And 4, step 4: dividing a super pixel block in the weaving area to obtain each super pixel block of the weaving area, calculating the characteristic vector of each contour point in each super pixel block, and determining the index value of the distribution relationship between each super pixel block and the super pixel block in the neighborhood of the super pixel block according to the characteristic vector of each contour point in each super pixel block and the position of each pixel point in each super pixel block.
The purpose of this step is to analyze the woven region of the waterproof band and obtain the quality evaluation result of each connected domain in the woven region, it should be noted that, because the texture features in the woven region are different from those in the fastening region, in order to ensure the accuracy of the detection result, the surface quality of the woven region and the fastening region needs to be analyzed respectively, and the specific steps are as follows:
setting the pixel value of the woven area to be 1 and setting the pixel values of other areas to be 0 according to the surface image of the fire hose obtained in the step (1), so as to obtain a mask image of the woven area. Further, in order to prevent the fastening area from affecting the detection of the area defects, the fastening area is filled by using an interpolation algorithm to obtain a complete surface area of the fire hose.
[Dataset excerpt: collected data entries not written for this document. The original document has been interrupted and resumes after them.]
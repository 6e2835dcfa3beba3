use super::*;

#[test]
fn valid_signup_trims_name() {
    let input = validate_signup(Some("09121234567"), "  مریم ", "123456").unwrap();
    assert_eq!(
        input,
        SignupInput { mobile: "09121234567".to_owned(), name: "مریم".to_owned(), password: "123456".to_owned() }
    );
}

#[test]
fn password_length_counts_characters() {
    assert_eq!(validate_signup(Some("0912"), "a", "۱۲۳۴۵"), Err(MSG_SIGNUP_INVALID));
    assert!(validate_signup(Some("0912"), "a", "۱۲۳۴۵۶").is_ok());
}

#[test]
fn missing_mobile_or_name_is_rejected() {
    assert_eq!(validate_signup(None, "a", "123456"), Err(MSG_INVALID_MOBILE));
    assert_eq!(validate_signup(Some(""), "a", "123456"), Err(MSG_INVALID_MOBILE));
    assert_eq!(validate_signup(Some("0912"), " ", "123456"), Err(MSG_SIGNUP_INVALID));
}
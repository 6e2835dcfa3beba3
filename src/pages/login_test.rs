use serde_json::json;

use super::*;
use crate::pages::MSG_INVALID_MOBILE;

#[test]
fn password_mode_requires_password() {
    assert_eq!(validate_login(LoginMode::Password, "09121234567", "  "), Err(MSG_PASSWORD_REQUIRED));
    assert_eq!(validate_login(LoginMode::Password, "09121234567", "secret"), Ok("09121234567".to_owned()));
}

#[test]
fn otp_mode_ignores_password() {
    assert_eq!(validate_login(LoginMode::Otp, "9121234567", ""), Ok("09121234567".to_owned()));
}

#[test]
fn mobile_is_checked_before_password() {
    assert_eq!(validate_login(LoginMode::Password, "123", ""), Err(MSG_INVALID_MOBILE));
}

#[test]
fn pending_code_402_redirects_to_otp() {
    let err = ApiError::Status { status: 402, body: Some(json!({ "data": { "redirect": "otp" } })) };
    assert!(redirects_to_otp(&err));
}

#[test]
fn other_failures_do_not_redirect() {
    assert!(!redirects_to_otp(&ApiError::Status { status: 402, body: None }));
    assert!(!redirects_to_otp(&ApiError::Status {
        status: 403,
        body: Some(json!({ "data": { "redirect": "otp" } })),
    }));
    assert!(!redirects_to_otp(&ApiError::Timeout));
}
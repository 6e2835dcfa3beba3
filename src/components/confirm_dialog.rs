//! Modal confirmation for destructive row actions.

use leptos::prelude::*;

#[component]
pub fn ConfirmDialog(
    #[prop(into)] title: String,
    #[prop(into)] message: String,
    #[prop(default = "حذف")] confirm_label: &'static str,
    #[prop(into)] busy: Signal<bool>,
    on_confirm: Callback<()>,
    on_cancel: Callback<()>,
) -> impl IntoView {
    view! {
        <div class="dialog-backdrop" on:click=move |_| on_cancel.run(())>
            <div class="dialog" dir="rtl" on:click=move |ev| ev.stop_propagation()>
                <h2>{title}</h2>
                <p class="dialog__danger">{message}</p>
                <div class="dialog__actions">
                    <button class="btn" on:click=move |_| on_cancel.run(())>
                        "انصراف"
                    </button>
                    <button
                        class="btn btn--danger"
                        disabled=move || busy.get()
                        on:click=move |_| on_confirm.run(())
                    >
                        {move || if busy.get() { "در حال انجام..." } else { confirm_label }}
                    </button>
                </div>
            </div>
        </div>
    }
}
//! REST client for the panel backend.
//!
//! Browser (csr): real HTTP calls via `gloo-net`, JSON in and out, Bearer
//! token when the session has one, aborted after [`REQUEST_TIMEOUT_MS`].
//! Native builds: every call returns [`ApiError::Unavailable`] so pages and
//! their pure helpers still compile and test off-browser.
//!
//! ERROR HANDLING
//! ==============
//! Non-2xx responses become [`ApiError::Status`] with the parsed body, so
//! the caller can surface the server's own message through
//! [`ApiError::user_message`].

#![allow(clippy::unused_async)]

#[cfg(test)]
#[path = "api_test.rs"]
mod api_test;

use serde::Serialize;
use serde::de::DeserializeOwned;
use serde_json::Value;

use super::error::ApiError;
use super::types::{
    ApiCar, ApiMessage, ApiUser, CarForm, CarRow, Envelope, PasswordLoginData, SignupInput, UserForm, UserRow,
    UserUpdate, VerifyResponse,
};
use crate::config::PanelConfig;
use crate::state::session::SessionStore;
use crate::util::storage::SessionStorage;

pub const REQUEST_TIMEOUT_MS: u32 = 15_000;

#[derive(Debug, Clone, Copy, PartialEq, Eq)]
pub enum HttpMethod {
    Get,
    Post,
    Put,
    Delete,
}

impl HttpMethod {
    #[must_use]
    pub fn as_str(self) -> &'static str {
        match self {
            Self::Get => "GET",
            Self::Post => "POST",
            Self::Put => "PUT",
            Self::Delete => "DELETE",
        }
    }
}

#[derive(Debug, Clone, PartialEq, Eq)]
pub struct ApiClient {
    base_url: String,
    token: Option<String>,
}

impl ApiClient {
    #[must_use]
    pub fn new(base_url: impl Into<String>) -> Self {
        let base_url = base_url.into().trim_end_matches('/').to_owned();
        Self { base_url, token: None }
    }

    #[must_use]
    pub fn with_token(mut self, token: Option<String>) -> Self {
        self.token = token.filter(|t| !t.is_empty());
        self
    }

    /// Client for the configured backend, authenticated as the current session.
    #[must_use]
    pub fn for_session<S: SessionStorage>(config: &PanelConfig, session: &SessionStore<S>) -> Self {
        Self::new(config.api_base_url.as_str()).with_token(session.token().map(str::to_owned))
    }

    #[must_use]
    pub fn base_url(&self) -> &str {
        &self.base_url
    }

    /// Join `path` onto the base URL with exactly one slash between them.
    #[must_use]
    pub fn endpoint(&self, path: &str) -> String {
        format!("{}/{}", self.base_url, path.trim_start_matches('/'))
    }

    /// `Authorization` header value, when a token is set.
    #[must_use]
    pub fn authorization(&self) -> Option<String> {
        self.token.as_ref().map(|t| format!("Bearer {t}"))
    }

    // =========================================================================
    // Auth
    // =========================================================================

    /// Ask the backend to text a one-time code to `mobile`.
    ///
    /// # Errors
    ///
    /// Returns an error if the request fails or the server rejects it.
    pub async fn send_code(&self, mobile: &str) -> Result<(), ApiError> {
        let body = serde_json::json!({ "mobile": mobile });
        self.request(HttpMethod::Post, "/resend-otp", Some(body)).await.map(drop)
    }

    /// Exchange a one-time code for a token. A missing body means "no token".
    ///
    /// # Errors
    ///
    /// Returns an error if the request fails or the code is rejected.
    pub async fn verify_code(&self, mobile: &str, otp: &str) -> Result<VerifyResponse, ApiError> {
        let body = serde_json::json!({ "mobile": mobile, "otp": otp });
        let text = self.request(HttpMethod::Post, "/login", Some(body)).await?;
        Ok(decode::<Option<VerifyResponse>>(&text)?.unwrap_or_default())
    }

    /// Password login; returns the token from `data.token` if present.
    ///
    /// # Errors
    ///
    /// Returns an error if the request fails or the credentials are rejected.
    pub async fn login_with_password(&self, mobile: &str, password: &str) -> Result<Option<String>, ApiError> {
        let body = serde_json::json!({ "mobile": mobile, "password": password });
        let text = self.request(HttpMethod::Post, "/login", Some(body)).await?;
        let envelope = decode::<Option<Envelope<PasswordLoginData>>>(&text)?;
        Ok(envelope.and_then(|e| e.data.token).filter(|t| !t.is_empty()))
    }

    /// # Errors
    ///
    /// Returns an error if the request fails or the server rejects it.
    pub async fn signup(&self, input: &SignupInput) -> Result<(), ApiError> {
        self.request(HttpMethod::Post, "/signup", Some(to_body(input)?)).await.map(drop)
    }

    // =========================================================================
    // Users
    // =========================================================================

    /// # Errors
    ///
    /// Returns an error if the request fails or the body is not a user list.
    pub async fn list_users(&self) -> Result<Vec<UserRow>, ApiError> {
        let text = self.request(HttpMethod::Get, "/user", None).await?;
        let envelope = decode::<Envelope<Vec<ApiUser>>>(&text)?;
        Ok(envelope.data.into_iter().map(UserRow::from).collect())
    }

    /// # Errors
    ///
    /// Returns an error if the request fails or the user does not exist.
    pub async fn get_user(&self, id: i64) -> Result<ApiUser, ApiError> {
        let text = self.request(HttpMethod::Get, &format!("/user/{id}"), None).await?;
        Ok(decode::<Envelope<ApiUser>>(&text)?.data)
    }

    /// # Errors
    ///
    /// Returns an error if the request fails or the server rejects the form.
    pub async fn create_user(&self, form: &UserForm) -> Result<Option<String>, ApiError> {
        self.mutate(HttpMethod::Post, "/user", Some(to_body(form)?)).await
    }

    /// # Errors
    ///
    /// Returns an error if the request fails or the server rejects the form.
    pub async fn update_user(&self, id: i64, update: &UserUpdate) -> Result<Option<String>, ApiError> {
        self.mutate(HttpMethod::Put, &format!("/user/{id}"), Some(to_body(update)?)).await
    }

    /// # Errors
    ///
    /// Returns an error if the request fails.
    pub async fn delete_user(&self, id: i64) -> Result<Option<String>, ApiError> {
        self.mutate(HttpMethod::Delete, &format!("/user/{id}"), None).await
    }

    /// Flip a user between active and inactive.
    ///
    /// # Errors
    ///
    /// Returns an error if the request fails.
    pub async fn toggle_user(&self, id: i64) -> Result<Option<String>, ApiError> {
        self.mutate(HttpMethod::Get, &format!("/user/toggle/{id}"), None).await
    }

    // =========================================================================
    // Cars
    // =========================================================================

    /// # Errors
    ///
    /// Returns an error if the request fails or the body is not a car list.
    pub async fn list_cars(&self) -> Result<Vec<CarRow>, ApiError> {
        let text = self.request(HttpMethod::Get, "/car", None).await?;
        let envelope = decode::<Envelope<Vec<ApiCar>>>(&text)?;
        Ok(envelope.data.into_iter().map(CarRow::from).collect())
    }

    /// # Errors
    ///
    /// Returns an error if the request fails or the car does not exist.
    pub async fn get_car(&self, id: i64) -> Result<CarRow, ApiError> {
        let text = self.request(HttpMethod::Get, &format!("/car/{id}"), None).await?;
        Ok(decode::<Envelope<ApiCar>>(&text)?.data.into())
    }

    /// # Errors
    ///
    /// Returns an error if the request fails or the server rejects the form.
    pub async fn create_car(&self, form: &CarForm) -> Result<Option<String>, ApiError> {
        self.mutate(HttpMethod::Post, "/car", Some(to_body(form)?)).await
    }

    /// # Errors
    ///
    /// Returns an error if the request fails or the server rejects the form.
    pub async fn update_car(&self, id: i64, form: &CarForm) -> Result<Option<String>, ApiError> {
        self.mutate(HttpMethod::Put, &format!("/car/{id}"), Some(to_body(form)?)).await
    }

    /// # Errors
    ///
    /// Returns an error if the request fails.
    pub async fn delete_car(&self, id: i64) -> Result<Option<String>, ApiError> {
        self.mutate(HttpMethod::Delete, &format!("/car/{id}"), None).await
    }

    // =========================================================================
    // Transport
    // =========================================================================

    /// Send a request whose response only matters for its optional message.
    async fn mutate(&self, method: HttpMethod, path: &str, body: Option<Value>) -> Result<Option<String>, ApiError> {
        let text = self.request(method, path, body).await?;
        // Some endpoints answer with an empty or non-object body on success.
        Ok(decode::<Option<ApiMessage>>(&text).ok().flatten().and_then(|m| m.message))
    }

    /// Send a request and return the raw success body.
    async fn request(&self, method: HttpMethod, path: &str, body: Option<Value>) -> Result<String, ApiError> {
        #[cfg(feature = "csr")]
        {
            use std::cell::Cell;
            use std::rc::Rc;

            use gloo_net::http::Request;

            use super::error::parse_error_body;

            let url = self.endpoint(path);
            log::debug!("{} {url}", method.as_str());

            let mut builder = match method {
                HttpMethod::Get => Request::get(&url),
                HttpMethod::Post => Request::post(&url),
                HttpMethod::Put => Request::put(&url),
                HttpMethod::Delete => Request::delete(&url),
            }
            .header("Accept", "application/json");
            if let Some(auth) = self.authorization() {
                builder = builder.header("Authorization", &auth);
            }

            let controller = web_sys::AbortController::new().ok();
            let signal = controller.as_ref().map(web_sys::AbortController::signal);
            let timed_out = Rc::new(Cell::new(false));
            // Dropping the timer cancels it, so it must outlive the send.
            let _timer = controller.map(|controller| {
                let timed_out = Rc::clone(&timed_out);
                gloo_timers::callback::Timeout::new(REQUEST_TIMEOUT_MS, move || {
                    timed_out.set(true);
                    controller.abort();
                })
            });
            let builder = builder.abort_signal(signal.as_ref());

            let request = match body {
                Some(json) => builder.json(&json),
                None => builder.build(),
            }
            .map_err(|e| ApiError::Network(e.to_string()))?;

            let resp = request.send().await.map_err(|e| {
                if timed_out.get() { ApiError::Timeout } else { ApiError::Network(e.to_string()) }
            })?;
            let status = resp.status();
            let text = resp.text().await.map_err(|e| ApiError::Decode(e.to_string()))?;
            if !resp.ok() {
                log::warn!("{} {url} failed: {status}", method.as_str());
                return Err(ApiError::Status { status, body: parse_error_body(&text) });
            }
            Ok(text)
        }
        #[cfg(not(feature = "csr"))]
        {
            let _ = (&self.token, body);
            log::debug!("{} {path}: http unavailable outside the browser", method.as_str());
            Err(ApiError::Unavailable)
        }
    }
}

fn to_body<T: Serialize>(value: &T) -> Result<Value, ApiError> {
    serde_json::to_value(value).map_err(|e| ApiError::Decode(e.to_string()))
}

/// Decode a success body; an empty body decodes as JSON `null`.
fn decode<R: DeserializeOwned>(text: &str) -> Result<R, ApiError> {
    let text = if text.trim().is_empty() { "null" } else { text };
    serde_json::from_str(text).map_err(|e| ApiError::Decode(e.to_string()))
}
According to the texture characteristics of the woven region of the fire hose, the woven region is divided into a plurality of superpixel blocks by using a superpixel division algorithm, the traditional Simple Linear Iterative Clustering (SLIC) can be adopted by the superpixel division algorithm, in order to obtain a fine superpixel division result, an index value is evaluated according to the quality of each connected region of a fastening region, and the average area of the connected region larger than 0.6 is used as the size of an initial superpixel block. Because the distance between the camera and the fire hose directly influences the texture information contained in each pixel point, the accuracy error of super-pixel segmentation caused by inaccurate initial area set by people can be eliminated by utilizing the area size of the fastening area obtained by the image, and the accuracy of the quality evaluation result of the weaving area is ensured.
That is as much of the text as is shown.